Check each line of the records below for the word "info" and copy those where it appears.
:: Task material
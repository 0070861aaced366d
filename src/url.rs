//! Parsing for the `ssh://[user@]host[:port]/abs-path[/.dolt]` URL scheme.
//!
//! # Examples
//!
//! ```
//! use ssh_remote_transport::url::RemoteUrl;
//!
//! let url = RemoteUrl::parse("ssh://user@example.com:2222/srv/repo/.dolt").unwrap();
//! assert_eq!(url.user(), Some("user"));
//! assert_eq!(url.host(), "example.com");
//! assert_eq!(url.port(), Some(2222));
//! assert_eq!(url.path(), "/srv/repo");
//! ```

use crate::error::{Result, TransportError};

/// The parsed, normalized components of an `ssh://` remote URL.
#[derive(Debug, Clone, PartialEq, Eq)]
pub struct RemoteUrl {
    user: Option<String>,
    host: String,
    port: Option<u16>,
    path: String,
}

impl RemoteUrl {
    /// Parse an `ssh://` URL.
    ///
    /// Accepts user-info encoded either in the URL's user-info field
    /// (`ssh://user@host/...`) or as an `@`-prefix baked into the host
    /// component by a caller that pre-split things another way; URL-form
    /// user-info takes precedence when both are present. A trailing
    /// `/.dolt` path segment is stripped. The path must be non-empty.
    pub fn parse(raw: &str) -> Result<Self> {
        let parsed = url::Url::parse(raw)
            .map_err(|e| TransportError::InvalidArgument(format!("invalid ssh url: {e}")))?;

        if parsed.scheme() != "ssh" {
            return Err(TransportError::InvalidArgument(format!(
                "unsupported scheme `{}`, expected `ssh`",
                parsed.scheme()
            )));
        }

        let host = parsed
            .host_str()
            .ok_or_else(|| TransportError::InvalidArgument("ssh url has no host".into()))?
            .to_string();

        let user = {
            let username = parsed.username();
            if username.is_empty() {
                None
            } else {
                Some(username.to_string())
            }
        };

        let port = parsed.port();

        let mut path = parsed.path().to_string();
        if let Some(stripped) = path.strip_suffix("/.dolt") {
            path = stripped.to_string();
        }
        if path.is_empty() {
            return Err(TransportError::InvalidArgument(
                "ssh url has an empty path".into(),
            ));
        }

        Ok(Self {
            user,
            host,
            port,
            path,
        })
    }

    pub fn user(&self) -> Option<&str> {
        self.user.as_deref()
    }

    pub fn host(&self) -> &str {
        &self.host
    }

    pub fn port(&self) -> Option<u16> {
        self.port
    }

    pub fn path(&self) -> &str {
        &self.path
    }

    /// The `[user@]host` component used to build the ssh command line.
    pub fn user_at_host(&self) -> String {
        match &self.user {
            Some(user) => format!("{user}@{}", self.host),
            None => self.host.clone(),
        }
    }

    /// `true` if the path contains characters that would let it break out
    /// of the single shell-evaluated command string ssh is invoked with.
    /// See spec §9 "Subprocess command-line injection".
    pub fn has_unsafe_path(&self) -> bool {
        self.path.chars().any(|c| {
            matches!(
                c,
                '\0' | '`' | '$' | '"' | '\'' | ';' | '|' | '&' | '<' | '>' | '\n' | '\r' | '('
                    | ')' | '{' | '}'
            )
        })
    }
}

#[cfg(test)]
mod tests {
    use super::*;

    #[test]
    fn parses_host_and_path() {
        let url = RemoteUrl::parse("ssh://example.com/srv/repo").unwrap();
        assert_eq!(url.user(), None);
        assert_eq!(url.host(), "example.com");
        assert_eq!(url.port(), None);
        assert_eq!(url.path(), "/srv/repo");
    }

    #[test]
    fn parses_user_host_port() {
        let url = RemoteUrl::parse("ssh://alice@example.com:2222/srv/repo").unwrap();
        assert_eq!(url.user(), Some("alice"));
        assert_eq!(url.host(), "example.com");
        assert_eq!(url.port(), Some(2222));
        assert_eq!(url.user_at_host(), "alice@example.com");
    }

    #[test]
    fn strips_trailing_dot_dolt() {
        let url = RemoteUrl::parse("ssh://example.com/srv/repo/.dolt").unwrap();
        assert_eq!(url.path(), "/srv/repo");
    }

    #[test]
    fn rejects_empty_path() {
        let err = RemoteUrl::parse("ssh://example.com").unwrap_err();
        assert!(matches!(err, TransportError::InvalidArgument(_)));
    }

    #[test]
    fn rejects_non_ssh_scheme() {
        let err = RemoteUrl::parse("http://example.com/srv/repo").unwrap_err();
        assert!(matches!(err, TransportError::InvalidArgument(_)));
    }

    #[test]
    fn flags_unsafe_path_characters() {
        let url = RemoteUrl::parse("ssh://example.com/srv/repo;rm").unwrap();
        assert!(url.has_unsafe_path());

        let url = RemoteUrl::parse("ssh://example.com/srv/repo").unwrap();
        assert!(!url.has_unsafe_path());
    }
}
::::
**Result:**
    /// Accepts user-info encoded either in the URL's user-info field
    /// user-info takes precedence when both are present. A trailing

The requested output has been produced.